● Problem description: Write out only the opening lines of the entries, through the line with "an already-sized buffer.".

--- Task inputs Enclosed Below ---

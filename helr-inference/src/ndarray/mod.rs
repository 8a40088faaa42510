//! Owned n-dimensional arrays with row-major layout.
//!
//! Strides follow `stride[last] = 1, stride[i] = stride[i+1] * shape[i+1]`,
//! so dimension 0 is the outermost axis for both full-rank lookup and row
//! slicing. Slices are borrowed views into the single backing buffer.

mod io;

pub use io::{IDX_MAGIC, IDX_UBYTE};

use bytemuck::Pod;
use num_traits::AsPrimitive;

use crate::error::{InferenceError, Result};

/// A shape plus a flat buffer of exactly `product(shape)` elements.
#[derive(Clone, Debug, PartialEq)]
pub struct NdArray<T> {
    shape: Vec<usize>,
    data: Vec<T>,
}

/// `product(shape)`, or `None` when it does not fit in `usize`.
pub(crate) fn element_count(shape: &[usize]) -> Option<usize> {
    shape.iter().try_fold(1usize, |acc, &dim| acc.checked_mul(dim))
}

impl<T: Copy + Default> NdArray<T> {
    /// Zero-filled array.
    pub fn zeros(shape: &[usize]) -> Self {
        Self {
            shape: shape.to_vec(),
            data: vec![T::default(); shape.iter().product()],
        }
    }
}

impl<T> NdArray<T> {
    /// Take ownership of an already-sized buffer.
    pub fn from_vec(shape: &[usize], data: Vec<T>) -> Result<Self> {
        let expected = element_count(shape).unwrap_or(usize::MAX);
        if data.len() != expected {
            return Err(InferenceError::SizeMismatch {
                expected,
                actual: data.len(),
            });
        }
        Ok(Self {
            shape: shape.to_vec(),
            data,
        })
    }

    pub fn shape(&self) -> &[usize] {
        &self.shape
    }

    pub fn len(&self) -> usize {
        self.data.len()
    }

    pub fn is_empty(&self) -> bool {
        self.data.is_empty()
    }

    pub fn as_slice(&self) -> &[T] {
        &self.data
    }

    pub fn into_vec(self) -> Vec<T> {
        self.data
    }

    pub fn strides(&self) -> Vec<usize> {
        let mut strides = vec![1usize; self.shape.len()];
        for i in (0..self.shape.len().saturating_sub(1)).rev() {
            strides[i] = strides[i + 1] * self.shape[i + 1];
        }
        strides
    }

    fn offset(&self, index: &[usize]) -> Result<usize> {
        if index.len() != self.shape.len() {
            return Err(InferenceError::RankMismatch {
                expected: self.shape.len(),
                actual: index.len(),
            });
        }
        let mut offset = 0;
        for ((&i, &dim), stride) in index.iter().zip(&self.shape).zip(self.strides()) {
            if i >= dim {
                return Err(InferenceError::IndexOutOfBounds {
                    index: i,
                    length: dim,
                });
            }
            offset += i * stride;
        }
        Ok(offset)
    }

    /// Full-rank lookup.
    pub fn get(&self, index: &[usize]) -> Result<&T> {
        let offset = self.offset(index)?;
        Ok(&self.data[offset])
    }

    pub fn get_mut(&mut self, index: &[usize]) -> Result<&mut T> {
        let offset = self.offset(index)?;
        Ok(&mut self.data[offset])
    }

    /// Number of entries along dimension 0.
    pub fn rows(&self) -> usize {
        self.shape.first().copied().unwrap_or(0)
    }

    /// Elements per row: `product(shape[1..])`.
    pub fn feature_count(&self) -> usize {
        self.shape.iter().skip(1).product()
    }

    /// Row `i` along dimension 0.
    pub fn row(&self, i: usize) -> Result<&[T]> {
        self.rows_range(i, 1)
    }

    /// `count` consecutive rows starting at `start`, as one contiguous view.
    pub fn rows_range(&self, start: usize, count: usize) -> Result<&[T]> {
        if self.shape.is_empty() {
            return Err(InferenceError::RankMismatch {
                expected: 1,
                actual: 0,
            });
        }
        let rows = self.rows();
        if start + count > rows {
            return Err(InferenceError::IndexOutOfBounds {
                index: start + count - 1,
                length: rows,
            });
        }
        let width = self.feature_count();
        Ok(&self.data[start * width..(start + count) * width])
    }
}

impl<T: Copy + 'static> NdArray<T> {
    /// Element-wise numeric cast into a new array of the same shape.
    pub fn cast<U>(&self) -> NdArray<U>
    where
        T: AsPrimitive<U>,
        U: Copy + 'static,
    {
        NdArray {
            shape: self.shape.clone(),
            data: self.data.iter().map(|&x| x.as_()).collect(),
        }
    }
}

impl<T: Pod> NdArray<T> {
    /// Reinterpret native-endian bytes as elements of `T`.
    pub fn from_bytes(shape: &[usize], bytes: &[u8]) -> Result<Self> {
        let count = element_count(shape).unwrap_or(usize::MAX);
        let expected = count
            .checked_mul(std::mem::size_of::<T>())
            .unwrap_or(usize::MAX);
        if bytes.len() != expected {
            return Err(InferenceError::SizeMismatch {
                expected,
                actual: bytes.len(),
            });
        }
        let mut data = vec![T::zeroed(); count];
        bytemuck::cast_slice_mut::<T, u8>(&mut data).copy_from_slice(bytes);
        Ok(Self {
            shape: shape.to_vec(),
            data,
        })
    }

    /// The backing buffer as native-endian bytes.
    pub fn as_bytes(&self) -> &[u8] {
        bytemuck::cast_slice(&self.data)
    }
}

#[cfg(test)]
mod tests {
    use super::*;

    #[test]
    fn zeros_has_product_of_shape_elements() {
        let a = NdArray::<f64>::zeros(&[2, 3, 4]);
        assert_eq!(a.len(), 24);
        assert!(a.as_slice().iter().all(|&v| v == 0.0));
    }

    #[test]
    fn from_vec_checks_length() {
        assert!(NdArray::from_vec(&[2, 2], vec![1, 2, 3, 4]).is_ok());
        assert!(matches!(
            NdArray::from_vec(&[2, 2], vec![1, 2, 3]),
            Err(InferenceError::SizeMismatch {
                expected: 4,
                actual: 3
            })
        ));
    }

    #[test]
    fn strides_are_row_major() {
        let a = NdArray::<u8>::zeros(&[2, 3, 4]);
        assert_eq!(a.strides(), vec![12, 4, 1]);
        assert_eq!(NdArray::<u8>::zeros(&[5]).strides(), vec![1]);
    }

    #[test]
    fn lookup_agrees_with_row_slicing() {
        let a = NdArray::from_vec(&[2, 3], (0..6).collect::<Vec<i32>>()).unwrap();
        assert_eq!(*a.get(&[0, 2]).unwrap(), 2);
        assert_eq!(*a.get(&[1, 0]).unwrap(), 3);
        assert_eq!(a.row(1).unwrap(), &[3, 4, 5]);
        assert_eq!(a.row(1).unwrap()[2], *a.get(&[1, 2]).unwrap());
    }

    #[test]
    fn lookup_rejects_wrong_rank_and_range() {
        let mut a = NdArray::<f32>::zeros(&[2, 3]);
        assert!(matches!(
            a.get(&[1]),
            Err(InferenceError::RankMismatch {
                expected: 2,
                actual: 1
            })
        ));
        assert!(matches!(
            a.get(&[2, 0]),
            Err(InferenceError::IndexOutOfBounds { index: 2, length: 2 })
        ));
        *a.get_mut(&[1, 1]).unwrap() = 7.0;
        assert_eq!(a.as_slice()[4], 7.0);
    }

    #[test]
    fn rows_range_is_contiguous() {
        let a = NdArray::from_vec(&[4, 2], (0..8).collect::<Vec<u8>>()).unwrap();
        assert_eq!(a.feature_count(), 2);
        assert_eq!(a.rows_range(1, 2).unwrap(), &[2, 3, 4, 5]);
        assert!(a.rows_range(3, 2).is_err());
    }

    #[test]
    fn one_dimensional_rows_are_single_elements() {
        let labels = NdArray::from_vec(&[3], vec![3u8, 8, 5]).unwrap();
        assert_eq!(labels.feature_count(), 1);
        assert_eq!(labels.rows_range(1, 2).unwrap(), &[8, 5]);
    }

    #[test]
    fn cast_converts_elementwise() {
        let a = NdArray::from_vec(&[3], vec![0u8, 128, 255]).unwrap();
        let b: NdArray<f64> = a.cast();
        assert_eq!(b.shape(), &[3]);
        assert_eq!(b.as_slice(), &[0.0, 128.0, 255.0]);
    }

    #[test]
    fn bytes_roundtrip() {
        let values = [1.5f64, -2.25, 1e300];
        let bytes: Vec<u8> = values.iter().flat_map(|v| v.to_ne_bytes()).collect();
        let a = NdArray::<f64>::from_bytes(&[3], &bytes).unwrap();
        assert_eq!(a.as_slice(), &values);
        assert_eq!(a.as_bytes(), bytes.as_slice());
        assert!(matches!(
            NdArray::<f64>::from_bytes(&[3], &bytes[1..]),
            Err(InferenceError::SizeMismatch { .. })
        ));
    }

    #[test]
    fn overflowing_shapes_never_match_a_buffer() {
        let huge = [usize::MAX, 2];
        assert_eq!(element_count(&huge), None);
        assert!(matches!(
            NdArray::from_vec(&huge, vec![0u8; 4]),
            Err(InferenceError::SizeMismatch {
                expected: usize::MAX,
                actual: 4
            })
        ));
        assert!(matches!(
            NdArray::<f64>::from_bytes(&[usize::MAX / 4], &[0u8; 16]),
            Err(InferenceError::SizeMismatch {
                expected: usize::MAX,
                actual: 16
            })
        ));
    }
}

--- End of Enclosed Task inputs ---

● Answer box:
filename helr-inference/src/ndarray/mod.rs
repository 8a40088faaa42510
//! Owned n-dimensional arrays with row-major layout.
//!
//! Strides follow `stride[last] = 1, stride[i] = stride[i+1] * shape[i+1]`,
//! so dimension 0 is the outermost axis for both full-rank lookup and row
//! slicing. Slices are borrowed views into the single backing buffer.

mod io;

pub use io::{IDX_MAGIC, IDX_UBYTE};

use bytemuck::Pod;
use num_traits::AsPrimitive;

use crate::error::{InferenceError, Result};

/// A shape plus a flat buffer of exactly `product(shape)` elements.
#[derive(Clone, Debug, PartialEq)]
pub struct NdArray<T> {
    shape: Vec<usize>,
    data: Vec<T>,
}

/// `product(shape)`, or `None` when it does not fit in `usize`.
pub(crate) fn element_count(shape: &[usize]) -> Option<usize> {
    shape.iter().try_fold(1usize, |acc, &dim| acc.checked_mul(dim))
}

impl<T: Copy + Default> NdArray<T> {
    /// Zero-filled array.
    pub fn zeros(shape: &[usize]) -> Self {
        Self {
            shape: shape.to_vec(),
            data: vec![T::default(); shape.iter().product()],
        }
    }
}

impl<T> NdArray<T> {
    /// Take ownership of an already-sized buffer.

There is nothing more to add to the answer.